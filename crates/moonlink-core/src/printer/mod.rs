//! Printer state projection.
//!
//! [`Printer`] folds `notify_status_update` payloads into a
//! [`PrinterSnapshot`] and reports what changed as [`PrinterEvent`]s:
//!
//! - `print_stats.state` differing from the current state -> `StateChanged`
//! - `display_status` touched while printing and crossing a 5% quantum ->
//!   `ProgressChanged`
//! - `display_status.message` present and non-null -> `Message`
//!
//! Events are returned to the caller rather than invoked inline, so the
//! projector itself never awaits a listener.

mod snapshot;
mod state;

pub use snapshot::{PrinterSnapshot, Subsystem};
pub use state::PrinterState;

use std::collections::BTreeMap;

use serde_json::{Map, Value};
use tracing::debug;

use crate::events::PrinterEvent;

/// Progress granularity
pub const PROGRESS_STEP: f64 = 0.05;

/// Static configuration echo; large and irrelevant to live state
pub const CONFIG_ECHO: &str = "configfile";

/// Round `raw` down to a multiple of [`PROGRESS_STEP`].
#[must_use]
pub fn quantize_progress(raw: f64) -> f64 {
    (raw / PROGRESS_STEP).floor() * PROGRESS_STEP
}

#[derive(Debug, Clone, Default)]
pub struct Printer {
    snapshot: PrinterSnapshot,
}

impl Printer {
    #[must_use]
    pub fn new() -> Self {
        Self::default()
    }

    #[must_use]
    pub fn snapshot(&self) -> &PrinterSnapshot {
        &self.snapshot
    }

    #[must_use]
    pub fn data(&self) -> &BTreeMap<String, Subsystem> {
        &self.snapshot.data
    }

    #[must_use]
    pub fn state(&self) -> &PrinterState {
        &self.snapshot.state
    }

    #[must_use]
    pub fn progress(&self) -> Option<f64> {
        self.snapshot.progress
    }

    /// Shallow-merge a partial status update and derive events.
    ///
    /// Each subsystem's fields overwrite the stored ones key by key; fields
    /// absent from `partial` keep their last value.
    pub fn update(&mut self, partial: &Map<String, Value>) -> Vec<PrinterEvent> {
        for (name, fields) in partial {
            if name == CONFIG_ECHO {
                continue;
            }
            let Value::Object(fields) = fields else {
                debug!("ignoring non-object status for {}: {}", name, fields);
                continue;
            };

            let entry = self.snapshot.data.entry(name.clone()).or_default();
            for (key, value) in fields {
                entry.insert(key.clone(), value.clone());
            }
        }

        let mut events = Vec::new();

        let new_state = partial
            .get("print_stats")
            .and_then(|stats| stats.get("state"))
            .and_then(Value::as_str);
        if let Some(state) = new_state {
            events.extend(self.change_state(PrinterState::from(state)));
        }

        if let Some(display) = partial.get("display_status") {
            events.extend(self.update_progress());

            if display.get("message").is_some_and(|m| !m.is_null()) {
                events.push(PrinterEvent::Message(self.snapshot.clone()));
            }
        }

        events
    }

    /// Set the lifecycle state. Emits only when it actually changes.
    pub fn change_state(&mut self, state: PrinterState) -> Option<PrinterEvent> {
        if self.snapshot.state == state {
            return None;
        }
        self.snapshot.state = state;
        Some(PrinterEvent::StateChanged(self.snapshot.clone()))
    }

    /// Forget everything; used on every (re)connection.
    pub fn reset(&mut self) {
        self.snapshot = PrinterSnapshot::default();
    }

    fn update_progress(&mut self) -> Option<PrinterEvent> {
        let raw = self.snapshot.f64_field("display_status", "progress")?;
        let progress = quantize_progress(raw);

        // New print or firmware reset: take the value as the baseline
        if self.snapshot.progress.is_none_or(|current| current > progress) {
            self.snapshot.progress = Some(progress);
        }

        if !self.snapshot.state.is_printing() {
            return None;
        }

        if self.snapshot.progress.is_some_and(|current| current < progress) {
            self.snapshot.progress = Some(progress);
            return Some(PrinterEvent::ProgressChanged(self.snapshot.clone()));
        }
        None
    }
}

——————————

▸ **PROBLEM DETAILS**
Which lines above contain the word "current"? Show each of them.

▸ **REPLY TO THE TASK**
//! - `print_stats.state` differing from the current state -> `StateChanged`
        if self.snapshot.progress.is_none_or(|current| current > progress) {
        if self.snapshot.progress.is_some_and(|current| current < progress) {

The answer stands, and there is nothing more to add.